B and D should show the same frequency. Think of it as something like memory timings for the northbridge itself.
Try 3.2B/D though and see if you can overclock the CPU further at settings that you're comfortable with. If you try to do it without lowering the multi you won't know whether it's the RAM or your CPU settings holding you back.
Also try lowering the CPU multiplicator to 6 or 7 and stay with the 4.0B/D multiplier and increase your FSB to see how high your RAM can go.

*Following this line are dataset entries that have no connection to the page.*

impl QueryCacheManager {
    pub fn new(default_query: impl Into<String>, ordering: PageOrdering) -> Self {
        Self {
            cache: HashMap::new(),
            staged: HashMap::new(),
            active_search_term: default_query.into(),
            active_cache_key: String::new(),
            sort_key: SortKey::None,
            sort_reversed: false,
            in_flight: HashMap::new(),
            last_error: None,
            active: true,
            generation: 0,
            next_request_id: 0,
            ordering,
        }
    }

    /// Runs the initial search for whatever is in the search input.
    pub fn start(&mut self) -> Option<FetchRequest> {
        let term = self.active_search_term.clone();
        self.submit_search(term)
    }

    /// Edits the search input without changing what is displayed.
    pub fn set_search_input(&mut self, text: impl Into<String>) {
        self.active_search_term = text.into();
    }

    /// Activates `term`, fetching its first page unless it is already cached
    /// or already on its way.
    pub fn submit_search(&mut self, term: impl Into<String>) -> Option<FetchRequest> {
        let term = term.into();
        self.active_search_term = term.clone();
        self.active_cache_key = term.clone();

        if self.needs_search(&term) {
            Some(self.fetch_page(term, 0))
        } else {
            debug!(term = %term, "search served from cache");
            None
        }
    }

    fn needs_search(&self, term: &str) -> bool {
        if self.cache.contains_key(term) {
            return false;
        }
        !self
            .in_flight
            .values()
            .any(|(pending, page)| pending == term && *page == 0)
    }

    pub fn fetch_page(&mut self, term: impl Into<String>, page: u32) -> FetchRequest {
        let term = term.into();
        let id = self.next_request_id;
        self.next_request_id += 1;
        self.in_flight.insert(id, (term.clone(), page));

        info!(id, term = %term, page, "fetch issued");
        FetchRequest {
            id,
            term,
            page,
            generation: self.generation,
        }
    }

    /// Fetches the page after the highest one cached for the active key.
    ///
    /// Sequential ordering asks for the first page not yet applied instead,
    /// so a failed first page is retried rather than skipped.
    pub fn request_more(&mut self) -> FetchRequest {
        let next = match self.ordering {
            PageOrdering::Arrival => self.current_page() + 1,
            PageOrdering::Sequential => self.next_contiguous_page(&self.active_cache_key),
        };
        self.fetch_page(self.active_cache_key.clone(), next)
    }

    fn next_contiguous_page(&self, term: &str) -> u32 {
        self.cache.get(term).map_or(0, |entry| entry.page + 1)
    }

    /// Returns whether the outcome changed any state.
    pub fn apply(&mut self, outcome: FetchOutcome) -> bool {
        let FetchOutcome { request, result } = outcome;

        if !self.active || request.generation != self.generation {
            warn!(
                id = request.id,
                term = %request.term,
                page = request.page,
                "discarding fetch result from a torn down session"
            );
            return false;
        }
        if self.in_flight.remove(&request.id).is_none() {
            warn!(id = request.id, "discarding result for an unknown request");
            return false;
        }

        match result {
            Ok(result) => {
                info!(
                    id = request.id,
                    term = %request.term,
                    page = request.page,
                    hits = result.hits.len(),
                    "fetch succeeded"
                );
                self.store_page(request.term, request.page, result.hits);
                self.last_error = None;
            }
            Err(err) => {
                warn!(
                    id = request.id,
                    term = %request.term,
                    page = request.page,
                    error = %err,
                    "fetch failed"
                );
                self.last_error = Some(err);
            }
        }
        true
    }

    fn store_page(&mut self, term: String, page: u32, hits: Vec<Hit>) {
        match self.ordering {
            PageOrdering::Arrival => {
                let entry = self.cache.entry(term).or_default();
                entry.hits.extend(hits);
                entry.page = page;
            }
            PageOrdering::Sequential => self.store_page_in_sequence(term, page, hits),
        }
    }

    fn store_page_in_sequence(&mut self, term: String, page: u32, hits: Vec<Hit>) {
        let expected = self.next_contiguous_page(&term);

        if page < expected {
            debug!(term = %term, page, "dropping page that was already applied");
            return;
        }
        if page > expected {
            debug!(term = %term, page, expected, "staging page until its predecessor arrives");
            self.staged.entry(term).or_default().insert(page, hits);
            return;
        }

        let entry = self.cache.entry(term.clone()).or_default();
        entry.hits.extend(hits);
        entry.page = page;

        if let Some(staged) = self.staged.get_mut(&term) {
            while let Some(hits) = staged.remove(&(entry.page + 1)) {
                entry.hits.extend(hits);
                entry.page += 1;
            }
            if staged.is_empty() {
                self.staged.remove(&term);
            }
        }
    }

    /// Drops the hit with `object_id` from the active entry. No-op when the
    /// active key has nothing cached.
    pub fn dismiss(&mut self, object_id: &str) {
        let Some(entry) = self.cache.get_mut(&self.active_cache_key) else {
            return;
        };
        let before = entry.hits.len();
        entry.hits.retain(|hit| hit.object_id != object_id);
        debug!(object_id, removed = before - entry.hits.len(), "dismissed hit");
    }

    /// Same column flips the direction, another column starts ascending.
    pub fn set_sort(&mut self, sort_key: SortKey) {
        if self.sort_key == sort_key {
            self.sort_reversed = !self.sort_reversed;
        } else {
            self.sort_key = sort_key;
            self.sort_reversed = false;
        }
        debug!(?sort_key, reversed = self.sort_reversed, "sort changed");
    }

    pub fn teardown(&mut self) {
        self.active = false;
        self.generation += 1;
        self.in_flight.clear();
        debug!(generation = self.generation, "query cache torn down");
    }

    pub fn visible_hits(&self) -> Vec<Hit> {
        view::project(
            &self.cache,
            &self.active_cache_key,
            self.sort_key,
            self.sort_reversed,
        )
    }

    pub fn current_page(&self) -> u32 {
        self.cache
            .get(&self.active_cache_key)
            .map_or(0, |entry| entry.page)
    }

    #[cfg(test)]
    pub fn entry(&self, term: &str) -> Option<&CacheEntry> {
        self.cache.get(term)
    }

    pub fn is_loading(&self) -> bool {
        !self.in_flight.is_empty()
    }

    #[cfg(test)]
    pub fn is_active(&self) -> bool {
        self.active
    }

    pub fn last_error(&self) -> Option<&FetchError> {
        self.last_error.as_ref()
    }

    pub fn sort_key(&self) -> SortKey {
        self.sort_key
    }

    pub fn sort_reversed(&self) -> bool {
        self.sort_reversed
    }

    pub fn active_search_term(&self) -> &str {
        &self.active_search_term
    }

    pub fn active_cache_key(&self) -> &str {
        &self.active_cache_key
    }
}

I wouldn't worry though about using a lower multi for the RAM though since it doesn't actually provide any noticeably performance difference. Here's an explanation I worte for someone else:
Quote:
Now the bandwith of the RAM to NB is the same if the 2.0 system memory multiplier is used, i.e. DDR2 667 for a 333 (1333 quad-pumped) FSB CPU, DDR2 800 for a 400 FSB CPU. If you increase the RAM speed without increasing the FSB, data is transferred faster to the NB from RAM, but the NB can't pass it on any faster to the CPU than before though resulting in no performance benefit (there's a litte benefit actually, as latency is improved if RAM speed goes up, but it's small ~5% or so).
If you're not overclocking get DDR2 800 RAM, if you plan on overclocking in the future get 1066 DDR2 (runs at 533 MHz so you can increase your FSB to 533 (2133 quad pumped) without having to overrclock the RAM). The reason why faster DDR2 RAM exists is solely for overclocking purposes, as slower will limit the maximum overclock of your CPU.